* _Your goal_:
Each line that has the string "Error" must be copied from the records below.

+++ Material provided

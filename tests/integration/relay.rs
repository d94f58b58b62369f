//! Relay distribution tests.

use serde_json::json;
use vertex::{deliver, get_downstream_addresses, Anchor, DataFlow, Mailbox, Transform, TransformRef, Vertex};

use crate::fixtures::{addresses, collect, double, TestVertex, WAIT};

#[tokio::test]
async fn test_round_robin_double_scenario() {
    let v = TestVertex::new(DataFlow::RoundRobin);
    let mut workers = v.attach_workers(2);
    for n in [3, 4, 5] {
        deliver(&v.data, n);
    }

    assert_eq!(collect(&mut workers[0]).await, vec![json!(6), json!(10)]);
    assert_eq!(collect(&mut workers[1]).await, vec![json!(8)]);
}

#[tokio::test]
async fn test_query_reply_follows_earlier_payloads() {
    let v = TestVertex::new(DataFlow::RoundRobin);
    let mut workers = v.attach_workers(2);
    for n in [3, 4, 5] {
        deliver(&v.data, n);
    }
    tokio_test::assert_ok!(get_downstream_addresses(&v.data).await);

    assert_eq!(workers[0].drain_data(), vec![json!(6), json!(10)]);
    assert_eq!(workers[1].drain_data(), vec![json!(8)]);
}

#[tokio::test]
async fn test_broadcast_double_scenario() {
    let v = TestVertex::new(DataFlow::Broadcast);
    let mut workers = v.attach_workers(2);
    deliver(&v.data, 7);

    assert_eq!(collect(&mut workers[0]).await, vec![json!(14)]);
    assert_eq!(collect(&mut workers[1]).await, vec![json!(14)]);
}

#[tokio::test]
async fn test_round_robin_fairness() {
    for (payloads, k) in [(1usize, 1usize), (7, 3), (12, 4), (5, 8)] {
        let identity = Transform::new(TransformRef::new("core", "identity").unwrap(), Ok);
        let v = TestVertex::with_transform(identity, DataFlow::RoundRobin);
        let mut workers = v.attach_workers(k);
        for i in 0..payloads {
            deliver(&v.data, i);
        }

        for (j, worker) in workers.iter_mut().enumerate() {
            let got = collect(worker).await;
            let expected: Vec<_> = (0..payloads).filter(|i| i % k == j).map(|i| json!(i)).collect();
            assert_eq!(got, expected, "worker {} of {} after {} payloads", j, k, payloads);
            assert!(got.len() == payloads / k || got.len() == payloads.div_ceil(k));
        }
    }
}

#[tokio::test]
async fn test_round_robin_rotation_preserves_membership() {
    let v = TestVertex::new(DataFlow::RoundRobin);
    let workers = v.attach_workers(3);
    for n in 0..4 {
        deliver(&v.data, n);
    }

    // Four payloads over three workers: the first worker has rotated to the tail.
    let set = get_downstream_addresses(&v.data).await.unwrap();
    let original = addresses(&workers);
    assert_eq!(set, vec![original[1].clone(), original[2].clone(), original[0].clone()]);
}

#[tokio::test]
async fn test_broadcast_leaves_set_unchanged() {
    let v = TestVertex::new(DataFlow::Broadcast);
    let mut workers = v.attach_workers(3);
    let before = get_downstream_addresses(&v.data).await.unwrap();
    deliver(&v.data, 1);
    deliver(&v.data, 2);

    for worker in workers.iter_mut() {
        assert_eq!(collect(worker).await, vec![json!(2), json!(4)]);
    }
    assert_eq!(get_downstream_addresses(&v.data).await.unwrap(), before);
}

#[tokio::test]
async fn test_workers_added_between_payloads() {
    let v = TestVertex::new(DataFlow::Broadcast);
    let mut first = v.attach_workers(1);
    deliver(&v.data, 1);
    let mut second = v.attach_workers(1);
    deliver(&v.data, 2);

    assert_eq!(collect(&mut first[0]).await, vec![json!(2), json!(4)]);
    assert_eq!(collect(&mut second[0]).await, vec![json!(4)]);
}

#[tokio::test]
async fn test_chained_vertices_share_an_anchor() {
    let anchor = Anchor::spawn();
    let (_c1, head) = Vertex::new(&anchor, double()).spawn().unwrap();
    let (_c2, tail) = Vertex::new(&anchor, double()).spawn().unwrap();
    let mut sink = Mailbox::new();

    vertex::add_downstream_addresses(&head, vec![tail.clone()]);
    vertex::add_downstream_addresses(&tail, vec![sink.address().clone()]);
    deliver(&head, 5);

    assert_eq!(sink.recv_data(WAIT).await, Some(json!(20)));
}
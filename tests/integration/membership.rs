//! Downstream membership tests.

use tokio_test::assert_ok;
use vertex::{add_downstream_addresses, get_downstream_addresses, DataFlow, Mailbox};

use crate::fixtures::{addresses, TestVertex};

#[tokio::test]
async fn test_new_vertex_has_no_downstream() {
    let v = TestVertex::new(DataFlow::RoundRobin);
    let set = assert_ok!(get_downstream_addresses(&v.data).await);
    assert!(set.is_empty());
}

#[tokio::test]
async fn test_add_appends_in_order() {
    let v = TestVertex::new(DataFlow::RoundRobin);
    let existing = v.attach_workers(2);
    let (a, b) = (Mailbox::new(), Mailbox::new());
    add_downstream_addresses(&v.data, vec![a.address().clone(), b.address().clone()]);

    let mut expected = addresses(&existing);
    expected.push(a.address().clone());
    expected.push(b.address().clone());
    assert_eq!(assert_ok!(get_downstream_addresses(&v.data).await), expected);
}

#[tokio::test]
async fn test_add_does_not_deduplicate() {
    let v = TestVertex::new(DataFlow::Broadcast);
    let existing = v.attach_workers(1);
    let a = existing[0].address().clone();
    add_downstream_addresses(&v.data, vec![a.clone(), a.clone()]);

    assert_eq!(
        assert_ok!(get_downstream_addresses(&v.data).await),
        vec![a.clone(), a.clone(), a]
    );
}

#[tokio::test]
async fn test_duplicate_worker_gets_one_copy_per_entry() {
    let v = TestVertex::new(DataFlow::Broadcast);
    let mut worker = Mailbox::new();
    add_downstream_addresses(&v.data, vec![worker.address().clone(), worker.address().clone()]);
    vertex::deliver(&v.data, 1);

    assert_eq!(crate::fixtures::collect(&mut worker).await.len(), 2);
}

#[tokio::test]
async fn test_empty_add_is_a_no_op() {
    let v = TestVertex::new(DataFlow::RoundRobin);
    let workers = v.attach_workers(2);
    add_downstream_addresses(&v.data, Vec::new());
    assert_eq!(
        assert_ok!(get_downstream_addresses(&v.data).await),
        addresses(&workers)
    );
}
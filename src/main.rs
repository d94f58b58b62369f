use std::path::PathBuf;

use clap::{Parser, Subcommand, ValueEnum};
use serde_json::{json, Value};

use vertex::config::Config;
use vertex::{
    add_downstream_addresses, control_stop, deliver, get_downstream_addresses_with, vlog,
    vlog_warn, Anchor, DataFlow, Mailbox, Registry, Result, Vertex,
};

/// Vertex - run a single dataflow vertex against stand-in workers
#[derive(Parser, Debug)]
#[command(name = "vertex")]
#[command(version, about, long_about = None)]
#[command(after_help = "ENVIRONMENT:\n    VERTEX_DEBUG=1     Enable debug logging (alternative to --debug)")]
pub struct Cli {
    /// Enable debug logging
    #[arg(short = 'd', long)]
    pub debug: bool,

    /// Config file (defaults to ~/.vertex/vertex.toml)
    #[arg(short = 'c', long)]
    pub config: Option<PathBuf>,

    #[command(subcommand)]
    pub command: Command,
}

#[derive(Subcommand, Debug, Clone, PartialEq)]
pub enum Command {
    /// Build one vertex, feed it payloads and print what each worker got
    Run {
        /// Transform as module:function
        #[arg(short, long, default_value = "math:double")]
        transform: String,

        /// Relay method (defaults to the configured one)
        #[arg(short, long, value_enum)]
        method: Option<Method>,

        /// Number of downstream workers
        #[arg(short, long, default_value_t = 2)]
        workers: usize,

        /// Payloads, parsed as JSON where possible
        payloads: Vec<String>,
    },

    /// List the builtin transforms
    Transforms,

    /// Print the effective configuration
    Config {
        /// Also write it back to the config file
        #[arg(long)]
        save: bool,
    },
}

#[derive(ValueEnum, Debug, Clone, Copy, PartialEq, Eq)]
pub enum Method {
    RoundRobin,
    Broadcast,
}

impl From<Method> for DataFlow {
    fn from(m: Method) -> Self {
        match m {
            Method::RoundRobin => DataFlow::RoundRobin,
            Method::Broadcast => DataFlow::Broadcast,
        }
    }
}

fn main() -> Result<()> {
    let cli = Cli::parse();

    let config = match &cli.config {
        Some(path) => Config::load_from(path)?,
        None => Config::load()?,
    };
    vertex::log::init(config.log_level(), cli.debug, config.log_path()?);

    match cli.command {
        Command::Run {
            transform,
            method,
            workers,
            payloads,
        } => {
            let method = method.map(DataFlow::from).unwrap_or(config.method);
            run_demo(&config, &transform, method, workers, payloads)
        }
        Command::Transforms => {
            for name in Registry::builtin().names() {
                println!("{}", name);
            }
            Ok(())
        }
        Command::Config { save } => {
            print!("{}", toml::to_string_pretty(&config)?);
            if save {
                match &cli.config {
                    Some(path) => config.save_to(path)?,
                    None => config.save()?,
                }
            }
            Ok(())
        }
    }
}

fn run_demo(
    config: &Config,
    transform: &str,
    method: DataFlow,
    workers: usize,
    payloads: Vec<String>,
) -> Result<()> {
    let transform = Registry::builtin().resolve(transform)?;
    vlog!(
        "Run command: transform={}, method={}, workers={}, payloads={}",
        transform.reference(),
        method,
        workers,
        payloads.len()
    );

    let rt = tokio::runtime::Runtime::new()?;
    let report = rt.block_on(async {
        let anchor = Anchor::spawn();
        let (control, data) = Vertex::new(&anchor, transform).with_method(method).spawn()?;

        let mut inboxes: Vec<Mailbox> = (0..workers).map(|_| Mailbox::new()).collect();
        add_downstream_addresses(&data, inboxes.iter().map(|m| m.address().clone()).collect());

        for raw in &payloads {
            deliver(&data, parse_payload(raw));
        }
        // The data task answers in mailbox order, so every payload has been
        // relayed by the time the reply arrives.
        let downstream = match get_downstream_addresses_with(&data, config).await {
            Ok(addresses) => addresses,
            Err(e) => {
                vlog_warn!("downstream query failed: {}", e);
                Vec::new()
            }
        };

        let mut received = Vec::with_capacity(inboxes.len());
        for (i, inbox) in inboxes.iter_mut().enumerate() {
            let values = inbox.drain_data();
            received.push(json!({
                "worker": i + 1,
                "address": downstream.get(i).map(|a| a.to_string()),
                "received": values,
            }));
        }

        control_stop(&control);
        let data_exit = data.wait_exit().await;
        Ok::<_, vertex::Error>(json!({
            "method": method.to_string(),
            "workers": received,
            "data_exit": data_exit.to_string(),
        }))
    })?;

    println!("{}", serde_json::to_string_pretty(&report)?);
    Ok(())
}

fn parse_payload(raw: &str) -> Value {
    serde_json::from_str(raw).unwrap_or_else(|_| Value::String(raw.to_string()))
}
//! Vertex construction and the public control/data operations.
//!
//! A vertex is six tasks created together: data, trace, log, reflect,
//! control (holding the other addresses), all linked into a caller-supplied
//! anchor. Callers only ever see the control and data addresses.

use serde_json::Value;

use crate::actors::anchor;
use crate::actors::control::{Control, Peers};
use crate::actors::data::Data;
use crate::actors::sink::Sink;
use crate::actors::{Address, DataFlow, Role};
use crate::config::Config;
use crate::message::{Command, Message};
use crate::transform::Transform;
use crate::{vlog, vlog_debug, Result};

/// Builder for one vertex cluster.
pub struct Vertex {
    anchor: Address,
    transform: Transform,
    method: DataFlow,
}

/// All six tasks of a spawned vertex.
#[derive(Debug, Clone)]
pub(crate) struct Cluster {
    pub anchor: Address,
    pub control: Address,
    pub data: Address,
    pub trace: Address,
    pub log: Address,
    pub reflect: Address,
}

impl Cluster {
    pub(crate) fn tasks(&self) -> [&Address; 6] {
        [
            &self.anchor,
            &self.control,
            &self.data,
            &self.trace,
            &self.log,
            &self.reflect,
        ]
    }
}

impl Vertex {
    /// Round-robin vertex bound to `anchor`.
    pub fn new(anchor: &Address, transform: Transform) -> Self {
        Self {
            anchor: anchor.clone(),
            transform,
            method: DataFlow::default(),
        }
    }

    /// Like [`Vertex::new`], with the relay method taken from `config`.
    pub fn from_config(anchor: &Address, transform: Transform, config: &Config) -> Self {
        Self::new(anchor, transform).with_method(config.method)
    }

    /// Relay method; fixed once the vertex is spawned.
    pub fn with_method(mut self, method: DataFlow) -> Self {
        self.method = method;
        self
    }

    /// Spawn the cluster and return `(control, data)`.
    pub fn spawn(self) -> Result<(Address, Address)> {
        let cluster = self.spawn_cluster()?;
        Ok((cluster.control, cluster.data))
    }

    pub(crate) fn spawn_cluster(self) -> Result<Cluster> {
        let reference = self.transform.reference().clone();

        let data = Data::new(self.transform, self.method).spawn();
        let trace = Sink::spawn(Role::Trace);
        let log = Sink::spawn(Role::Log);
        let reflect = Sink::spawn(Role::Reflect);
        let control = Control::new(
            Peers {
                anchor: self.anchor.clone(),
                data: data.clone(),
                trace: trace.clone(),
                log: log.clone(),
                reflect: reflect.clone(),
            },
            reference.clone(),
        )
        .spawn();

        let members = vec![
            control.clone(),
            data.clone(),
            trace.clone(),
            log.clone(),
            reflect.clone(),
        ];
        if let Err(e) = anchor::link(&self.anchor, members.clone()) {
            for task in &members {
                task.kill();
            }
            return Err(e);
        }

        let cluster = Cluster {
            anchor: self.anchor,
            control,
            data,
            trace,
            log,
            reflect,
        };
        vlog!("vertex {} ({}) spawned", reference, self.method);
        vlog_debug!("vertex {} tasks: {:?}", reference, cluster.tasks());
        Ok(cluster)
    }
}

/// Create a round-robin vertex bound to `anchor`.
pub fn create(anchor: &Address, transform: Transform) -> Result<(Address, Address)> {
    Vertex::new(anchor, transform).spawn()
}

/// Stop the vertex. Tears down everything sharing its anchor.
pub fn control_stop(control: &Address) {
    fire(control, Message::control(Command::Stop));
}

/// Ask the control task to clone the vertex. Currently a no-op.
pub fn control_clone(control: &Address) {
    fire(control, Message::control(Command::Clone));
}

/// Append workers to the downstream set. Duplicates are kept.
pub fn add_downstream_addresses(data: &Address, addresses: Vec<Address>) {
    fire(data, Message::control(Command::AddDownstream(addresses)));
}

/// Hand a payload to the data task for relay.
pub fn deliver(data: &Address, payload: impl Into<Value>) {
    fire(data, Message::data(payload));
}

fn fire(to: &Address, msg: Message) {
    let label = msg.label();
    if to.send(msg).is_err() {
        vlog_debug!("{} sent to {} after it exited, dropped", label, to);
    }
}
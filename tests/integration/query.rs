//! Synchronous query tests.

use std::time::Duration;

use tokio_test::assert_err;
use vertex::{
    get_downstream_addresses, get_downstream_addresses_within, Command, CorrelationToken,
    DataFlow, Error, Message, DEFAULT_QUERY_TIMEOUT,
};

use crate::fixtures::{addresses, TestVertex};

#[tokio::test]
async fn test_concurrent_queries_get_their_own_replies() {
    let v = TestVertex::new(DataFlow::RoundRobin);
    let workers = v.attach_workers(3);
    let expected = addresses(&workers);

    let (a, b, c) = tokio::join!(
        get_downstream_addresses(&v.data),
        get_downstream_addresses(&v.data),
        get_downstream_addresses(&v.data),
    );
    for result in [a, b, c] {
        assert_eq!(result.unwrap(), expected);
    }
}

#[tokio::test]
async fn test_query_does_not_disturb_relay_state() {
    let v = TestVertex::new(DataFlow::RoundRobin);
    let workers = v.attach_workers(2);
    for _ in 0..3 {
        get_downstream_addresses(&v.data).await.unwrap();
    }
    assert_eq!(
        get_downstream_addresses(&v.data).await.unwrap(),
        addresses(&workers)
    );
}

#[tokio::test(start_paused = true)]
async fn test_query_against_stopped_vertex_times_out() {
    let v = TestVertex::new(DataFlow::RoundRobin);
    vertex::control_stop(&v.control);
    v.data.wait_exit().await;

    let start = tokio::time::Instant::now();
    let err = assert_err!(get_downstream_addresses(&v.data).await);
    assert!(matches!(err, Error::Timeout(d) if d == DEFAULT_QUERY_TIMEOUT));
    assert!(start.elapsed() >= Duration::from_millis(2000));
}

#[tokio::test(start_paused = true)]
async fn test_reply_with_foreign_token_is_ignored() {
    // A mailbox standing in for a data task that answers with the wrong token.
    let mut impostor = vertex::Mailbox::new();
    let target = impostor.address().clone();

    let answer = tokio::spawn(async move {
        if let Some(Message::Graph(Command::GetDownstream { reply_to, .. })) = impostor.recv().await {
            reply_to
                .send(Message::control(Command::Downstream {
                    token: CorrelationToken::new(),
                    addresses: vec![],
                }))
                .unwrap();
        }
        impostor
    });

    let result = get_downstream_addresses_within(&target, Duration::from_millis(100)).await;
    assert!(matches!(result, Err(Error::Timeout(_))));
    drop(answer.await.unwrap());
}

++++++

* _Reply to the exercise_:
        Ok::<_, vertex::Error>(json!({
    DataFlow, Error, Message, DEFAULT_QUERY_TIMEOUT,
    assert!(matches!(err, Error::Timeout(d) if d == DEFAULT_QUERY_TIMEOUT));
    assert!(matches!(result, Err(Error::Timeout(_))));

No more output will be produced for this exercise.